Soluble defence factors and cells that are involved in humoral immunity are thought to be induced to prevent mastitis during this extended period of milk stasis. For example, the iron chelator lactoferrin is induced in mammary involution (Fig. 6c), which plays a role in mammary defence by protecting against coliform infection [36]. Indeed, low levels of lactoferrin is a predisposing factor for mastitis in humans [38]. Immunoglobulins not only have an important role in supplementing milk but are also required to facilitate opsonization by macrophages and neutrophils (IgM and IgG₂) [67] and the direct sequestration of bacteria (IgA).

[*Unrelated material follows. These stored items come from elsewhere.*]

use anyhow::{Context, Result};
use serde::{Deserialize, Serialize};
use std::fs::File;
use std::io::Read;
use std::path::{Path, PathBuf};

use crate::error::ResolverError;

/// LLM Provider类型
#[derive(Debug, Deserialize, Serialize, Clone, PartialEq, Default)]
pub enum LLMProvider {
    #[serde(rename = "openai")]
    OpenAI,
    #[serde(rename = "openrouter")]
    #[default]
    OpenRouter,
    #[serde(rename = "gemini")]
    Gemini,
    #[serde(rename = "anthropic")]
    Anthropic,
    #[serde(rename = "ollama")]
    Ollama,
}

impl std::fmt::Display for LLMProvider {
    fn fmt(&self, f: &mut std::fmt::Formatter<'_>) -> std::fmt::Result {
        match self {
            LLMProvider::OpenAI => write!(f, "openai"),
            LLMProvider::OpenRouter => write!(f, "openrouter"),
            LLMProvider::Gemini => write!(f, "gemini"),
            LLMProvider::Anthropic => write!(f, "anthropic"),
            LLMProvider::Ollama => write!(f, "ollama"),
        }
    }
}

impl std::str::FromStr for LLMProvider {
    type Err = String;

    fn from_str(s: &str) -> Result<Self, Self::Err> {
        match s.to_lowercase().as_str() {
            "openai" => Ok(LLMProvider::OpenAI),
            "openrouter" => Ok(LLMProvider::OpenRouter),
            "gemini" | "google" => Ok(LLMProvider::Gemini),
            "anthropic" => Ok(LLMProvider::Anthropic),
            "ollama" => Ok(LLMProvider::Ollama),
            _ => Err(format!("Unknown provider: {}", s)),
        }
    }
}

/// 爬取服务类型
#[derive(Debug, Deserialize, Serialize, Clone, PartialEq, Default)]
pub enum CrawlBackend {
    #[serde(rename = "crawl4ai")]
    #[default]
    Crawl4Ai,
    #[serde(rename = "firecrawl")]
    Firecrawl,
}

impl std::str::FromStr for CrawlBackend {
    type Err = String;

    fn from_str(s: &str) -> Result<Self, Self::Err> {
        match s.to_lowercase().as_str() {
            "crawl4ai" => Ok(CrawlBackend::Crawl4Ai),
            "firecrawl" => Ok(CrawlBackend::Firecrawl),
            _ => Err(format!("Unknown crawl backend: {}", s)),
        }
    }
}

/// 应用程序配置
#[derive(Debug, Deserialize, Serialize, Clone)]
#[serde(default)]
pub struct Config {
    /// 会话存储中的应用名
    pub app_name: String,

    /// 会话所属用户
    pub user_id: String,

    /// LLM模型配置
    pub llm: LLMConfig,

    /// 爬取配置
    pub crawl: CrawlConfig,

    /// 搜索配置
    pub search: SearchConfig,

    /// 长期记忆配置
    pub memory: MemoryConfig,

    /// 会话存储配置
    pub session: SessionConfig,

    /// 缓存配置
    pub cache: CacheConfig,

    /// 求解流程配置
    pub resolver: ResolverConfig,

    /// Web服务配置
    pub server: ServerConfig,

    /// 修复后的requirements输出路径，为空时只输出到stdout
    pub output_path: Option<PathBuf>,

    /// 是否启用详细日志
    pub verbose: bool,
}

/// 单个模型端点
#[derive(Debug, Deserialize, Serialize, Clone, PartialEq)]
pub struct ModelEndpoint {
    /// LLM Provider类型
    pub provider: LLMProvider,

    /// LLM API KEY
    pub api_key: String,

    /// LLM API基地址，部分provider忽略该配置
    pub api_base_url: String,

    /// 模型名称
    pub model: String,
}

/// LLM模型配置
#[derive(Debug, Deserialize, Serialize, Clone)]
#[serde(default)]
pub struct LLMConfig {
    /// 检索类Agent（Query Creator、两个Search Agent）使用的模型
    pub research: ModelEndpoint,

    /// 推理类Agent（Code Surgeon、Verifier）使用的模型
    pub reasoning: ModelEndpoint,

    /// 最大tokens
    pub max_tokens: u32,

    /// 温度
    pub temperature: f64,

    /// 重试次数
    pub retry_attempts: u32,

    /// 重试间隔（毫秒）
    pub retry_delay_ms: u64,

    /// 超时时间（秒）
    pub timeout_seconds: u64,

    /// 带工具对话的最大轮数
    pub max_tool_turns: usize,
}

/// 爬取配置
#[derive(Debug, Deserialize, Serialize, Clone)]
#[serde(default)]
pub struct CrawlConfig {
    pub backend: CrawlBackend,

    /// Crawl4AI 服务地址
    pub crawl4ai_base_url: String,

    /// Crawl4AI 服务的访问令牌（可选）
    pub crawl4ai_api_token: Option<String>,

    /// Firecrawl API KEY
    pub firecrawl_api_key: String,

    /// Firecrawl API基地址
    pub firecrawl_base_url: String,

    /// 批量爬取结果被判定为充分的最小文本量
    pub min_total_chars: usize,

    /// 批量爬取中存在失败页面时是否仍可判定为充分
    pub allow_failed_pages: bool,

    /// 是否要求结果中出现版本相关关键词
    pub require_version_keywords: bool,

    /// 自适应爬取的最大页面数
    pub adaptive_max_pages: usize,

    /// 自适应爬取的置信度阈值
    pub adaptive_confidence_threshold: f64,

    /// 自适应爬取每个页面跟进的链接数
    pub adaptive_top_k_links: usize,

    /// 自适应爬取使用的检索意图
    pub adaptive_query: String,

    /// 单次请求超时（秒）
    pub timeout_seconds: u64,
}

/// 搜索配置
#[derive(Debug, Deserialize, Serialize, Clone)]
#[serde(default)]
pub struct SearchConfig {
    /// Firecrawl API KEY，为空时web_search工具不可用
    pub api_key: String,

    pub base_url: String,

    /// 单次搜索返回的最大条数
    pub max_results: usize,
}

/// 长期记忆配置
#[derive(Debug, Deserialize, Serialize, Clone)]
#[serde(default)]
pub struct MemoryConfig {
    /// Pinecone API KEY，为空时使用进程内记忆
    pub pinecone_api_key: String,

    /// Pinecone 索引的数据面地址（需开启集成embedding）
    pub pinecone_index_host: String,

    pub pinecone_namespace: String,

    /// 召回时的相关度阈值
    pub relevance_threshold: f64,

    /// 每次召回的最大条数
    pub recall_limit: usize,
}

/// 会话存储配置
#[derive(Debug, Deserialize, Serialize, Clone)]
#[serde(default)]
pub struct SessionConfig {
    /// 会话存储地址：sqlite://<path> 或 memory
    pub database_url: String,
}

/// 会话存储后端
#[derive(Debug, Clone, PartialEq)]
pub enum SessionBackend {
    Sqlite(PathBuf),
    InMemory,
}

/// 缓存配置
#[derive(Debug, Deserialize, Serialize, Clone)]
#[serde(default)]
pub struct CacheConfig {
    /// 是否启用缓存
    pub enabled: bool,

    /// 缓存目录
    pub cache_dir: PathBuf,

    /// 缓存过期时间（小时）
    pub expire_hours: u64,
}

/// 求解流程配置
#[derive(Debug, Deserialize, Serialize, Clone)]
#[serde(default)]
pub struct ResolverConfig {
    /// 修复循环的最大轮数
    pub max_fix_iterations: usize,

    /// 每个Search Agent最多采纳的URL数量
    pub max_urls_per_search: usize,
}

/// Web服务配置
#[derive(Debug, Deserialize, Serialize, Clone)]
#[serde(default)]
pub struct ServerConfig {
    pub bind: String,
}

impl Config {
    /// 从文件加载配置
    pub fn from_file(path: &PathBuf) -> Result<Self> {
        let mut file =
            File::open(path).context(format!("Failed to open config file: {:?}", path))?;
        let mut content = String::new();
        file.read_to_string(&mut content)
            .context("Failed to read config file")?;

        let config: Config = toml::from_str(&content).context("Failed to parse config file")?;
        Ok(config)
    }

    /// 是否配置了Pinecone长期记忆
    pub fn pinecone_enabled(&self) -> bool {
        !self.memory.pinecone_api_key.is_empty() && !self.memory.pinecone_index_host.is_empty()
    }
}

impl SessionConfig {
    /// 解析会话存储地址
    pub fn backend(&self) -> Result<SessionBackend, ResolverError> {
        let url = self.database_url.trim();
        if url.is_empty() || url == "memory" || url == ":memory:" {
            return Ok(SessionBackend::InMemory);
        }

        for prefix in ["sqlite+aiosqlite:///", "sqlite:///", "sqlite://"] {
            if let Some(path) = url.strip_prefix(prefix) {
                if path.is_empty() {
                    break;
                }
                if path == ":memory:" {
                    return Ok(SessionBackend::InMemory);
                }
                return Ok(SessionBackend::Sqlite(Path::new(path).to_path_buf()));
            }
        }

        Err(ResolverError::UnsupportedSessionBackend(
            redact_url(url).to_string(),
        ))
    }
}

/// 只保留协议部分，避免在日志和错误中泄露连接串里的密码
pub fn redact_url(url: &str) -> &str {
    url.split("://").next().unwrap_or(url)
}

fn env_or(keys: &[&str], fallback: &str) -> String {
    keys.iter()
        .find_map(|key| std::env::var(key).ok().filter(|v| !v.is_empty()))
        .unwrap_or_else(|| fallback.to_string())
}

impl Default for Config {
    fn default() -> Self {
        Self {
            app_name: String::from("package_conflict_resolver"),
            user_id: String::from("default_user"),
            llm: LLMConfig::default(),
            crawl: CrawlConfig::default(),
            search: SearchConfig::default(),
            memory: MemoryConfig::default(),
            session: SessionConfig::default(),
            cache: CacheConfig::default(),
            resolver: ResolverConfig::default(),
            server: ServerConfig::default(),
            output_path: None,
            verbose: false,
        }
    }
}

impl Default for LLMConfig {
    fn default() -> Self {
        Self {
            research: ModelEndpoint {
                provider: LLMProvider::Gemini,
                api_key: env_or(&["GEMINI_API_KEY", "GOOGLE_API_KEY"], ""),
                api_base_url: String::from("https://generativelanguage.googleapis.com"),
                model: String::from("gemini-2.5-flash"),
            },
            reasoning: ModelEndpoint {
                provider: LLMProvider::OpenRouter,
                api_key: env_or(&["OPENROUTER_API_KEY"], ""),
                api_base_url: String::from("https://openrouter.ai/api/v1"),
                model: String::from("z-ai/glm-4.5-air:free"),
            },
            max_tokens: 8192,
            temperature: 0.1,
            retry_attempts: 3,
            retry_delay_ms: 2000,
            timeout_seconds: 300,
            max_tool_turns: 8,
        }
    }
}

impl Default for CrawlConfig {
    fn default() -> Self {
        Self {
            backend: CrawlBackend::default(),
            crawl4ai_base_url: env_or(&["CRAWL4AI_BASE_URL"], "http://localhost:11235"),
            crawl4ai_api_token: std::env::var("CRAWL4AI_API_TOKEN")
                .ok()
                .filter(|v| !v.is_empty()),
            firecrawl_api_key: env_or(&["FIRECRAWL_API_KEY"], ""),
            firecrawl_base_url: String::from("https://api.firecrawl.dev"),
            min_total_chars: 500,
            allow_failed_pages: false,
            require_version_keywords: false,
            adaptive_max_pages: 3,
            adaptive_confidence_threshold: 0.7,
            adaptive_top_k_links: 2,
            adaptive_query: String::from("dependency conflicts version requirements"),
            timeout_seconds: 120,
        }
    }
}

impl Default for SearchConfig {
    fn default() -> Self {
        Self {
            api_key: env_or(&["FIRECRAWL_API_KEY"], ""),
            base_url: String::from("https://api.firecrawl.dev"),
            max_results: 5,
        }
    }
}

impl Default for MemoryConfig {
    fn default() -> Self {
        Self {
            pinecone_api_key: env_or(&["PINECONE_API_KEY"], ""),
            pinecone_index_host: env_or(&["PINECONE_INDEX_HOST"], ""),
            pinecone_namespace: String::from("adk-memory"),
            relevance_threshold: 0.5,
            recall_limit: 3,
        }
    }
}

impl Default for SessionConfig {
    fn default() -> Self {
        Self {
            database_url: env_or(&["DATABASE_URL"], "sqlite://package_doctor.db"),
        }
    }
}

impl Default for CacheConfig {
    fn default() -> Self {
        Self {
            enabled: false,
            cache_dir: PathBuf::from(".package-doctor/cache"),
            expire_hours: 24,
        }
    }
}

impl Default for ResolverConfig {
    fn default() -> Self {
        Self {
            max_fix_iterations: 3,
            max_urls_per_search: 4,
        }
    }
}

impl Default for ServerConfig {
    fn default() -> Self {
        Self {
            bind: String::from("0.0.0.0:7860"),
        }
    }
}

Cd14 exhibited a dramatic pattern of expression throughout the complete time course (Fig. 6c). Cd14 is a core component of innate immunity, which binds LPS and augments LPS responses [42]. It is found bound to intramammary monocytes or neutrophils [41] in cattle subjected to endotoxin, and its soluble form is a known constituent of milk, in which it helps Cd14-negative cells respond to infection [68] and contributes to inhibition of gastrointestinal infections in human infants [69]. It may also play a role in recognition and phagocytosis of apoptotic cells by macrophages expressing cell surface Cd14 [70]. Thus, the role of elevated Cd14 may be both to prevent infection and potentiate apoptotic cell clearance. Binding of soluble Cd14 to LPS is augmented by the acute phase protein Lbp, which also exhibited an I_P expression profile (Fig. 6c).